Собака-маслобой была менее упрямой и несговорчивой, но порой тоже пряталась с приближением часа маслобойки, и нам приходилось побегать, чтобы ее отыскать. Однако у нас был пес, который, казалось, получал удовольствие от этого занятия: стоило ему приказать, как он резво бежал к колесу и добросовестно выполнял работу без всякой привязи. За неимением и собаки, и барана мне довелось пару раз занять их место на колесе. Зимой и ранней весной сливок для сбивания было меньше, и мы справлялись вручную, поднимая мутовку вдвоем. Это была тяжелая работа даже для рослых парней, и когда масса упорствовала и масло никак не появлялось порой в течение целого часа, такое испытание проверяло нас на прочность.

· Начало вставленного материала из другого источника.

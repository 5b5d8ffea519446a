//! Resource generator tests: naming, ownership, credentials wiring and plugin pod conversion

use k8s_openapi::api::batch::v1::{JobCondition, JobStatus};
use k8s_openapi::api::core::v1::{Container, ContainerPort, PodSpec};
use k8s_openapi::apimachinery::pkg::apis::meta::v1::ObjectMeta;
use kok_operator::crd::{Cluster, ClusterStatus, EtcdClusterStatus, InitStatus, MembersStatus};
use kok_operator::resources::common::next_ip_in_range;
use kok_operator::resources::etcd::{generate_etcd_cluster, members_ready};
use kok_operator::resources::init::{generate_init_job, generated_secret_names, job_complete};
use kok_operator::resources::plugin_pod::{convert_spec, inject_cluster_credentials};
use kok_operator::resources::{
    apiserver, client, controller_manager, names, owner_reference, scheduler,
};
use kok_operator::versions::X86;

use crate::common::*;

fn metas(cluster: &Cluster) -> Vec<ObjectMeta> {
    vec![
        generate_init_job(cluster).metadata,
        generate_etcd_cluster(cluster, &X86).metadata,
        apiserver::generate_apiserver_deployment(cluster).metadata,
        apiserver::generate_apiserver_service(cluster).metadata,
        controller_manager::generate_controller_manager_deployment(cluster).metadata,
        scheduler::generate_scheduler_deployment(cluster).metadata,
        client::generate_client_deployment(cluster).metadata,
        client::generate_install_post_job(cluster).metadata,
    ]
}

fn initialized(name: &str) -> Cluster {
    let mut cluster = defaulted_cluster(name);
    cluster.status = Some(ClusterStatus {
        init: InitStatus {
            ca_pki_name: format!("{}-ca-pki", name),
            server_name: format!("{}-k8s-server", name),
            client_name: format!("{}-k8s-client", name),
            admin_config_name: format!("{}-admin-config", name),
            etcd_pki_client_name: format!("{}-etcd-pki-client", name),
            ..Default::default()
        },
        ..Default::default()
    });
    cluster
}

// =============================================================================
// Naming and ownership
// =============================================================================

#[test]
fn test_children_are_owned_by_the_cluster() {
    let cluster = defaulted_cluster("demo");
    let owner = owner_reference(&cluster);
    assert_eq!(owner.kind, "Cluster");
    assert_eq!(owner.uid, "uid-demo");

    for meta in metas(&cluster) {
        assert_eq!(meta.namespace.as_deref(), Some(NAMESPACE));
        assert_eq!(meta.owner_references, Some(vec![owner.clone()]));
        assert_eq!(meta.labels.unwrap()["cluster"], "demo");
    }
}

#[test]
fn test_two_clusters_never_share_child_names() {
    let child_names = |cluster: Cluster| -> Vec<_> {
        metas(&cluster).into_iter().map(|m| m.name).collect()
    };
    let a = child_names(defaulted_cluster("a"));
    let b = child_names(defaulted_cluster("b"));
    assert!(a.iter().all(|name| !b.contains(name)));

    let secrets = generated_secret_names(&defaulted_cluster("a"));
    assert_eq!(secrets.len(), 8);
    assert!(secrets.iter().all(|s| s.starts_with("a-")));
}

#[test]
fn test_names_helpers() {
    let cluster = defaulted_cluster("demo");
    assert_eq!(names::init_job(&cluster), "demo-init");
    assert_eq!(names::etcd_client_service(&cluster), "demo-etcd-client");
    assert_eq!(names::install_post_job(&cluster), "demo-install-post");
    assert_eq!(names::admin_config_for("other"), "other-admin-config");
}

// =============================================================================
// Control-plane workloads
// =============================================================================

#[test]
fn test_init_job_hands_out_secret_names() {
    let job = generate_init_job(&defaulted_cluster("demo"));
    let pod = job.spec.unwrap().template.spec.unwrap();
    let env = pod.containers[0].env.clone().unwrap();
    let value = |name: &str| {
        env.iter()
            .find(|v| v.name == name)
            .and_then(|v| v.value.clone())
            .unwrap()
    };

    assert_eq!(value("KUBE_SVC_ADDR"), "10.96.0.1");
    assert_eq!(value("ADMIN_CONFIG_NAME"), "demo-admin-config");
    assert_eq!(value("ETCD_SVC_CLIENT_NAME"), "demo-etcd-client");
    assert_eq!(pod.service_account_name.as_deref(), Some("demo-admin"));
    assert_eq!(pod.restart_policy.as_deref(), Some("Never"));
}

#[test]
fn test_workloads_mount_published_secrets() {
    let cluster = initialized("demo");
    let deployment = apiserver::generate_apiserver_deployment(&cluster);
    let pod = deployment.spec.unwrap().template.spec.unwrap();
    let secrets: Vec<_> = pod
        .volumes
        .unwrap()
        .into_iter()
        .filter_map(|v| v.secret.and_then(|s| s.secret_name))
        .collect();

    assert_eq!(
        secrets,
        vec![
            "demo-ca-pki",
            "demo-etcd-pki-client",
            "demo-k8s-server",
            "demo-k8s-client"
        ]
    );
}

#[test]
fn test_deployment_replicas_follow_spec() {
    let mut cluster = initialized("demo");
    cluster.spec.api_server.count = 5;
    cluster.spec.scheduler.count = 2;

    let replicas = |d: k8s_openapi::api::apps::v1::Deployment| d.spec.unwrap().replicas;
    assert_eq!(replicas(apiserver::generate_apiserver_deployment(&cluster)), Some(5));
    assert_eq!(replicas(scheduler::generate_scheduler_deployment(&cluster)), Some(2));
    assert_eq!(replicas(client::generate_client_deployment(&cluster)), Some(1));
}

#[test]
fn test_apiserver_service_is_node_port() {
    let service = apiserver::generate_apiserver_service(&defaulted_cluster("demo"));
    let spec = service.spec.unwrap();
    assert_eq!(spec.type_.as_deref(), Some("NodePort"));
    assert_eq!(spec.ports.unwrap()[0].port, apiserver::APISERVER_PORT);
    assert_eq!(spec.selector.unwrap()["app"], "demo-apiserver");
}

#[test]
fn test_etcd_cluster_uses_variant_release() {
    let etcd = generate_etcd_cluster(&initialized("demo"), &X86);
    assert_eq!(etcd.spec.size, 3);
    assert_eq!(etcd.spec.version.as_deref(), Some(X86.etcd_version));
    assert_eq!(
        etcd.spec.tls.unwrap().static_tls.unwrap().operator_secret,
        "demo-etcd-pki-client"
    );
}

#[test]
fn test_renders_are_deterministic() {
    let cluster = initialized("demo");
    assert_eq!(metas(&cluster), metas(&cluster));
    assert_eq!(
        apiserver::generate_apiserver_deployment(&cluster),
        apiserver::generate_apiserver_deployment(&cluster)
    );
}

// =============================================================================
// Readiness probes on child status
// =============================================================================

#[test]
fn test_next_ip_in_range() {
    assert_eq!(next_ip_in_range("10.96.0.0/12", 1), "10.96.0.1");
    assert_eq!(next_ip_in_range("10.96.0.0/12", 2), "10.96.0.2");
    assert_eq!(next_ip_in_range("192.168.0.255/16", 1), "192.168.1.0");
    assert_eq!(next_ip_in_range("not-a-cidr", 1), "");
}

#[test]
fn test_members_ready_needs_full_requested_size() {
    let status = |size: i32, ready: usize| EtcdClusterStatus {
        size,
        members: MembersStatus {
            ready: (0..ready).map(|i| format!("m{}", i)).collect(),
            unready: Vec::new(),
        },
        ..Default::default()
    };

    assert!(members_ready(Some(&status(3, 3)), 3));
    assert!(!members_ready(Some(&status(3, 2)), 3));
    // Operator still scaling from an older size
    assert!(!members_ready(Some(&status(3, 3)), 5));
    assert!(!members_ready(None, 3));
}

#[test]
fn test_job_complete_requires_true_condition() {
    let status = |state: &str| JobStatus {
        conditions: Some(vec![JobCondition {
            type_: "Complete".to_string(),
            status: state.to_string(),
            ..Default::default()
        }]),
        ..Default::default()
    };

    assert!(job_complete(Some(&status("True"))));
    assert!(!job_complete(Some(&status("False"))));
    assert!(!job_complete(Some(&JobStatus::default())));
    assert!(!job_complete(None));
}

// =============================================================================
// Plugin pods
// =============================================================================

#[test]
fn test_plugin_template_keeps_only_allowlisted_fields() {
    let mut template = pod_template("tools:latest");
    template.containers[0].ports = Some(vec![ContainerPort {
        container_port: 8080,
        ..Default::default()
    }]);
    template.containers[0].tty = Some(true);
    template.containers[0].working_dir = Some("/work".to_string());

    let spec = convert_spec(&template);
    let container = &spec.containers[0];
    assert_eq!(container.image.as_deref(), Some("tools:latest"));
    assert_eq!(container.working_dir.as_deref(), Some("/work"));
    assert!(container.ports.is_none());
    assert!(container.tty.is_none());
    assert_eq!(spec.restart_policy.as_deref(), Some("Never"));
    assert!(spec.init_containers.is_none());
}

#[test]
fn test_credentials_reach_init_containers_too() {
    let mut spec = PodSpec {
        init_containers: Some(vec![Container {
            name: "prepare".to_string(),
            ..Default::default()
        }]),
        containers: vec![Container {
            name: "main".to_string(),
            ..Default::default()
        }],
        ..Default::default()
    };
    inject_cluster_credentials(&mut spec, "demo-admin-config");

    let mounted = |c: &Container| {
        c.volume_mounts
            .as_ref()
            .unwrap()
            .iter()
            .map(|m| m.mount_path.clone())
            .collect::<Vec<_>>()
    };
    let expected = vec!["/etc/cluster/", "/root/.kube/"];
    assert_eq!(mounted(&spec.init_containers.as_ref().unwrap()[0]), expected);
    assert_eq!(mounted(&spec.containers[0]), expected);

    let volumes = spec.volumes.unwrap();
    assert_eq!(volumes.len(), 1);
    let secret = volumes[0].secret.as_ref().unwrap();
    assert_eq!(secret.secret_name.as_deref(), Some("demo-admin-config"));
    assert_eq!(secret.items.as_ref().unwrap()[0].key, "admin.config");
}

Иногда масло после появления никак не желало сбиваться в комки, и тогда требовалось искусно поорудовать мутовкой.

Мне никогда не надоедало смотреть, как мать поддевает лопаточкой огромные массы золотистого масла из маслобойки и складывает их в большую чашу для масла, покрытые каплями пахты, словно испариной от перенесенных испытаний. Затем следовали вымешивание и промывка, чтобы очистить его от остатков молока, и окончательная укладка в кадушку или бочонок; его свежий запах в воздухе — что за картина это была! Сколько душевных сил фермы уходило каждый год в эти бочонки! В буквальном смысле сливки самой земли. О, алхимия жизни, способная в пчеле претворить один дар диких суровых полей в мед, а в корове превратить другой дар в молоко!

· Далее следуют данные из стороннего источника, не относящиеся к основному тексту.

//! Versioned stage pipelines
//!
//! The registry is built once at startup and shared read-only. Each version key
//! maps to its stages sorted by their `order`; the same stage tree also carries
//! the defaulting and validation hooks admission calls into.

use std::collections::BTreeMap;

use tracing::debug;

use crate::controller::module::{Module, Stage};
use crate::controller::validation::FieldError;
use crate::crd::Cluster;

/// Accumulates stages per version; [`RegistryBuilder::build`] freezes them
#[derive(Default)]
pub struct RegistryBuilder {
    pipelines: BTreeMap<String, Vec<Stage>>,
}

impl RegistryBuilder {
    pub fn new() -> Self {
        Self::default()
    }

    /// Register one stage for `version`; stages may arrive in any order
    pub fn register(mut self, version: &str, stage: Stage) -> Self {
        self.pipelines
            .entry(version.to_string())
            .or_default()
            .push(stage);
        self
    }

    pub fn build(self) -> Registry {
        let pipelines = self
            .pipelines
            .into_iter()
            .map(|(version, mut stages)| {
                // Stable: equal orders keep registration order
                stages.sort_by_key(Stage::order);
                debug!(
                    %version,
                    stages = ?stages.iter().map(|s| s.name().to_string()).collect::<Vec<_>>(),
                    "Registered control-plane pipeline"
                );
                (version, stages)
            })
            .collect();
        Registry { pipelines }
    }
}

/// Immutable version -> ordered stages table
pub struct Registry {
    pipelines: BTreeMap<String, Vec<Stage>>,
}

impl Registry {
    pub fn builder() -> RegistryBuilder {
        RegistryBuilder::new()
    }

    /// Stages for a version, in reconcile order
    pub fn lookup(&self, version: &str) -> Option<&[Stage]> {
        self.pipelines.get(version).map(Vec::as_slice)
    }

    pub fn versions(&self) -> impl Iterator<Item = &str> {
        self.pipelines.keys().map(String::as_str)
    }

    /// Highest registered version, comparing the numeric components
    /// (`x86-1.18.4` > `arm-1.18.1`); ties fall back to the string order
    pub fn default_version(&self) -> Option<&str> {
        self.versions()
            .max_by(|a, b| version_key(a).cmp(&version_key(b)).then_with(|| a.cmp(b)))
    }

    /// Fill an empty version with the default, then apply every stage's defaults
    pub fn apply_defaults(&self, cluster: &mut Cluster) {
        if cluster.spec.cluster_version.is_empty()
            && let Some(version) = self.default_version()
        {
            cluster.spec.cluster_version = version.to_string();
        }
        if let Some(stages) = self.pipelines.get(&cluster.spec.cluster_version) {
            for stage in stages {
                stage.apply_defaults(&mut cluster.spec);
            }
        }
    }

    /// Validation for a new Cluster: errors from every stage are reported together
    pub fn validate_create(&self, cluster: &Cluster) -> Vec<FieldError> {
        match self.lookup(cluster.version()) {
            Some(stages) => stages
                .iter()
                .flat_map(|s| s.validate_create(cluster))
                .collect(),
            None => vec![self.unknown_version(cluster.version())],
        }
    }

    /// Validation for an update, run against the new object's pipeline
    pub fn validate_update(&self, old: &Cluster, new: &Cluster) -> Vec<FieldError> {
        let mut errors = Vec::new();
        if old.version() != new.version() {
            errors.push(FieldError::immutable("spec.clusterVersion", new.version()));
        }
        match self.lookup(new.version()) {
            Some(stages) => {
                errors.extend(stages.iter().flat_map(|s| s.validate_update(old, new)));
            }
            None => errors.push(self.unknown_version(new.version())),
        }
        errors
    }

    fn unknown_version(&self, version: &str) -> FieldError {
        let known = self.versions().collect::<Vec<_>>().join(", ");
        FieldError::invalid(
            "spec.clusterVersion",
            version,
            &format!("unsupported version, expected one of: {}", known),
        )
    }
}

/// Numeric components of the release part (`arm-1.18.1` -> `[1, 18, 1]`)
fn version_key(version: &str) -> Vec<u64> {
    version
        .rsplit_once('-')
        .map_or(version, |(_, release)| release)
        .trim_start_matches('v')
        .split('.')
        .filter_map(|part| part.parse().ok())
        .collect()
}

Весеннее масло трамбовали в пятидесятифунтовые кадушки для отправки на рынок по мере готовности. Упаковка в стофунтовые бочонки с расчетом на хранение до ноября начиналась лишь тогда, когда в мае коров выгоняли на пастбище. Изготовить к тому времени сорок кадушек и продать их по восемнадцать или двадцать центов за фунт считалось прекрасным результатом. Сбить же сорок или пятьдесят бочонков за лето и осень и выручить за них столь же хорошую цену наполняло сердце фермера радостью. Когда отец впервые появился на ферме в 1827 году, масло стоило всего двенадцать-четырнадцать центов за фунт, но цена неуклонно ползла вверх и в мои времена доходила до семнадцати — восемнадцати с половиной центов. Масло в бочонках обычно продавали местному закупщику по фамилии Дауи. Он являлся ранней осенью, непременно верхом на лошади, предварительно уведомив отца. За утренним чаем отец обычно говорил: «Сегодня приедет Дауи, будет пробовать масло».

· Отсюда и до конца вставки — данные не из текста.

//! Module engine
//!
//! A [`Module`] is the unit the Cluster reconciler drives. Leaves wrap an
//! [`ObjectModule`], which renders exactly one child object; a [`Stage`] is an
//! ordered composite of modules and never renders anything itself.
//!
//! Reconciliation is minimal-diff: status is refreshed from every observed
//! object on every pass, but a child is only written back when the fields the
//! render function sets differ from what the API server returned.

use async_trait::async_trait;
use k8s_openapi::api::core::v1::ObjectReference;
use kube::Resource;
use kube::discovery::ApiResource;
use kube::runtime::events::EventType;
use serde::Serialize;
use serde_json::Value;
use tracing::{debug, info, warn};

use crate::controller::error::{Error, Result};
use crate::controller::events::{EventPublisher, actions, reasons};
use crate::controller::store::{
    ManagedObject, ObjectStore, api_resource, create_typed, delete_ignore_missing, get_typed,
    update_typed,
};
use crate::controller::validation::FieldError;
use crate::crd::{Cluster, ClusterSpec, ClusterStatus};

/// Everything one pass needs: the adapter, the event sink and the Cluster being
/// reconciled. Modules write observed state into `cluster.status` in place.
pub struct ModuleContext<'a> {
    pub store: &'a dyn ObjectStore,
    pub events: &'a dyn EventPublisher,
    pub cluster: &'a mut Cluster,
}

impl<'a> ModuleContext<'a> {
    pub fn new(
        store: &'a dyn ObjectStore,
        events: &'a dyn EventPublisher,
        cluster: &'a mut Cluster,
    ) -> Self {
        Self {
            store,
            events,
            cluster,
        }
    }

    pub fn namespace(&self) -> String {
        self.cluster.metadata.namespace.clone().unwrap_or_default()
    }

    fn object_ref(&self) -> ObjectReference {
        self.cluster.object_ref(&())
    }

    /// Publish an Event on the Cluster being reconciled
    pub async fn publish(&self, type_: EventType, reason: &str, action: &str, note: String) {
        self.events
            .publish(&self.object_ref(), type_, reason, action, Some(note))
            .await;
    }
}

/// Behaviour of one reconciliation unit, leaf or composite
#[async_trait]
pub trait Module: Send + Sync {
    fn name(&self) -> &str;

    /// Drive the live state toward the rendered state; the first error aborts
    async fn reconcile(&self, ctx: &mut ModuleContext<'_>) -> Result<()>;

    /// Whether later stages may proceed, judged from `cluster.status`
    fn ready(&self, cluster: &Cluster) -> bool;

    /// Remove artifacts that owner-reference cascade deletion cannot reach
    async fn delete(&self, ctx: &ModuleContext<'_>) -> Result<()>;

    fn apply_defaults(&self, spec: &mut ClusterSpec);

    fn validate_create(&self, cluster: &Cluster) -> Vec<FieldError>;

    fn validate_update(&self, old: &Cluster, new: &Cluster) -> Vec<FieldError>;
}

/// Renders and tracks a single child object of one concrete kind
pub trait ObjectModule: Send + Sync + 'static {
    type Object: ManagedObject;

    fn name(&self) -> &'static str;

    /// Desired child object; must depend only on the Cluster and fixed variant data
    fn render(&self, cluster: &Cluster) -> Self::Object;

    /// Copy observed state into status. When the observed spec has drifted,
    /// overwrite it with the desired spec and return `true` to request an update.
    fn set_status(
        &self,
        spec: &ClusterSpec,
        status: &mut ClusterStatus,
        desired: &Self::Object,
        observed: &mut Self::Object,
    ) -> bool;

    fn ready(&self, _cluster: &Cluster) -> bool {
        true
    }

    /// Objects created for this module by someone else, deleted by name on teardown
    fn unowned_objects(&self, _cluster: &Cluster) -> Vec<(ApiResource, String)> {
        Vec::new()
    }

    fn apply_defaults(&self, _spec: &mut ClusterSpec) {}

    fn validate_create(&self, _cluster: &Cluster) -> Vec<FieldError> {
        Vec::new()
    }

    fn validate_update(&self, _old: &Cluster, _new: &Cluster) -> Vec<FieldError> {
        Vec::new()
    }
}

/// Adapts an [`ObjectModule`] into a [`Module`]
pub struct Leaf<M> {
    module: M,
}

impl<M: ObjectModule> Leaf<M> {
    pub fn new(module: M) -> Self {
        Self { module }
    }

    pub fn boxed(module: M) -> Box<dyn Module> {
        Box::new(Self::new(module))
    }

    /// Whether the rendered child object is present; other errors propagate
    pub async fn exists(&self, store: &dyn ObjectStore, cluster: &Cluster) -> Result<bool> {
        let desired = self.module.render(cluster);
        let (namespace, name) = object_key(&desired)?;
        Ok(store
            .get(&api_resource::<M::Object>(), &namespace, &name)
            .await?
            .is_some())
    }
}

fn object_key<K: ManagedObject>(object: &K) -> Result<(String, String)> {
    let meta = object.meta();
    let name = meta
        .name
        .clone()
        .ok_or(Error::MissingObjectKey(".metadata.name"))?;
    let namespace = meta
        .namespace
        .clone()
        .ok_or(Error::MissingObjectKey(".metadata.namespace"))?;
    Ok((namespace, name))
}

#[async_trait]
impl<M: ObjectModule> Module for Leaf<M> {
    fn name(&self) -> &str {
        self.module.name()
    }

    async fn reconcile(&self, ctx: &mut ModuleContext<'_>) -> Result<()> {
        let desired = self.module.render(ctx.cluster);
        let (namespace, name) = object_key(&desired)?;
        let kind = M::Object::kind(&()).to_string();

        match get_typed::<M::Object>(ctx.store, &namespace, &name).await? {
            None => {
                debug!(module = self.module.name(), %kind, %name, "Child object absent, creating");
                if let Err(e) = create_typed(ctx.store, &desired).await {
                    ctx.publish(
                        EventType::Warning,
                        reasons::CREATE_ERROR,
                        actions::CREATE,
                        format!("Failed to create {} {}: {}", kind, name, e),
                    )
                    .await;
                    return Err(e);
                }
                ctx.publish(
                    EventType::Normal,
                    reasons::CREATING,
                    actions::CREATE,
                    format!("Created {} {}", kind, name),
                )
                .await;
                Ok(())
            }
            Some(mut observed) => {
                let Cluster { spec, status, .. } = &mut *ctx.cluster;
                let status = status.get_or_insert_with(ClusterStatus::default);
                if self.module.set_status(spec, status, &desired, &mut observed) {
                    info!(module = self.module.name(), %kind, %name, "Spec drifted, updating child object");
                    update_typed(ctx.store, &observed).await?;
                    ctx.publish(
                        EventType::Normal,
                        reasons::UPDATING,
                        actions::UPDATE,
                        format!("Updated {} {}", kind, name),
                    )
                    .await;
                }
                Ok(())
            }
        }
    }

    fn ready(&self, cluster: &Cluster) -> bool {
        self.module.ready(cluster)
    }

    async fn delete(&self, ctx: &ModuleContext<'_>) -> Result<()> {
        let namespace = ctx.namespace();
        for (resource, name) in self.module.unowned_objects(ctx.cluster) {
            if let Err(e) = delete_ignore_missing(ctx.store, &resource, &namespace, &name).await {
                warn!(module = self.module.name(), kind = %resource.kind, %name, error = %e, "Failed to delete");
                ctx.publish(
                    EventType::Warning,
                    reasons::MODULE_DELETE_ERROR,
                    actions::DELETE,
                    format!("Failed to delete {} {}: {}", resource.kind, name, e),
                )
                .await;
                return Err(e);
            }
        }
        Ok(())
    }

    fn apply_defaults(&self, spec: &mut ClusterSpec) {
        self.module.apply_defaults(spec);
    }

    fn validate_create(&self, cluster: &Cluster) -> Vec<FieldError> {
        self.module.validate_create(cluster)
    }

    fn validate_update(&self, old: &Cluster, new: &Cluster) -> Vec<FieldError> {
        self.module.validate_update(old, new)
    }
}

/// A named, ordered group of modules that must all be ready before the next stage starts
pub struct Stage {
    name: String,
    order: u32,
    children: Vec<Box<dyn Module>>,
}

impl Stage {
    pub fn new(name: impl Into<String>, order: u32) -> Self {
        Self {
            name: name.into(),
            order,
            children: Vec::new(),
        }
    }

    /// Append a child; children run in insertion order
    pub fn with(mut self, child: Box<dyn Module>) -> Self {
        self.children.push(child);
        self
    }

    pub fn order(&self) -> u32 {
        self.order
    }

    pub fn children(&self) -> &[Box<dyn Module>] {
        &self.children
    }
}

impl std::fmt::Debug for Stage {
    fn fmt(&self, f: &mut std::fmt::Formatter<'_>) -> std::fmt::Result {
        f.debug_struct("Stage")
            .field("name", &self.name)
            .field("order", &self.order)
            .field(
                "children",
                &self.children.iter().map(|c| c.name()).collect::<Vec<_>>(),
            )
            .finish()
    }
}

#[async_trait]
impl Module for Stage {
    fn name(&self) -> &str {
        &self.name
    }

    async fn reconcile(&self, ctx: &mut ModuleContext<'_>) -> Result<()> {
        for child in &self.children {
            child.reconcile(ctx).await?;
        }
        Ok(())
    }

    fn ready(&self, cluster: &Cluster) -> bool {
        self.children.iter().all(|c| c.ready(cluster))
    }

    async fn delete(&self, ctx: &ModuleContext<'_>) -> Result<()> {
        for child in &self.children {
            child.delete(ctx).await?;
        }
        Ok(())
    }

    fn apply_defaults(&self, spec: &mut ClusterSpec) {
        for child in &self.children {
            child.apply_defaults(spec);
        }
    }

    fn validate_create(&self, cluster: &Cluster) -> Vec<FieldError> {
        self.children
            .iter()
            .map(|c| c.validate_create(cluster))
            .find(|errors| !errors.is_empty())
            .unwrap_or_default()
    }

    fn validate_update(&self, old: &Cluster, new: &Cluster) -> Vec<FieldError> {
        self.children
            .iter()
            .map(|c| c.validate_update(old, new))
            .find(|errors| !errors.is_empty())
            .unwrap_or_default()
    }
}

/// Whether `observed` no longer carries every field `desired` sets.
///
/// Only fields present in the desired value are compared, so server-populated
/// defaults (node ports, cluster IPs, termination message paths, ...) never
/// count as drift. Arrays compare element-wise and must have equal length.
pub fn spec_drifted<T: Serialize>(desired: &T, observed: &T) -> bool {
    match (serde_json::to_value(desired), serde_json::to_value(observed)) {
        (Ok(d), Ok(o)) => !is_subset(&d, &o),
        _ => true,
    }
}

fn is_empty(value: &Value) -> bool {
    match value {
        Value::Null => true,
        Value::Array(a) => a.is_empty(),
        Value::Object(o) => o.is_empty(),
        _ => false,
    }
}

fn is_subset(desired: &Value, observed: &Value) -> bool {
    match (desired, observed) {
        (Value::Null, _) => true,
        (Value::Object(d), Value::Object(o)) => d.iter().all(|(k, dv)| match o.get(k) {
            Some(ov) => is_subset(dv, ov),
            None => is_empty(dv),
        }),
        (Value::Array(d), Value::Array(o)) => {
            d.len() == o.len() && d.iter().zip(o).all(|(dv, ov)| is_subset(dv, ov))
        }
        (d, Value::Null) => is_empty(d),
        (d, o) => d == o,
    }
}

/// Overwrite `observed` with `desired` when it drifted; returns whether it did
pub fn sync_spec<T: Serialize + Clone>(desired: &T, observed: &mut T) -> bool {
    if spec_drifted(desired, observed) {
        *observed = desired.clone();
        true
    } else {
        false
    }
}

«Надеюсь, он не станет пробовать тот бочонок, что я заполнила в ту жаркую июльскую неделю», — отзывалась мать. Но весьма вероятно, что среди прочих он попросил бы именно его. Его длинный полукруглый стальной щуп для масла вонзали в центр бочонка до самого дна, делали пару оборотов и вынимали обратно: его сужающееся углубление было заполнено образцом масла из каждого дюйма бочонка. Дауи быстро водил щуп туда-сюда под носом, возможно, иногда пробуя масло на вкус, затем возвращал щуп на место в отверстие и вытаскивал его, оставляя сердцевину из масла там, где она и была. Если масло его устраивало, а происходило это почти всегда, он называл свою цену и ускакивал к следующему молочному хозяйству.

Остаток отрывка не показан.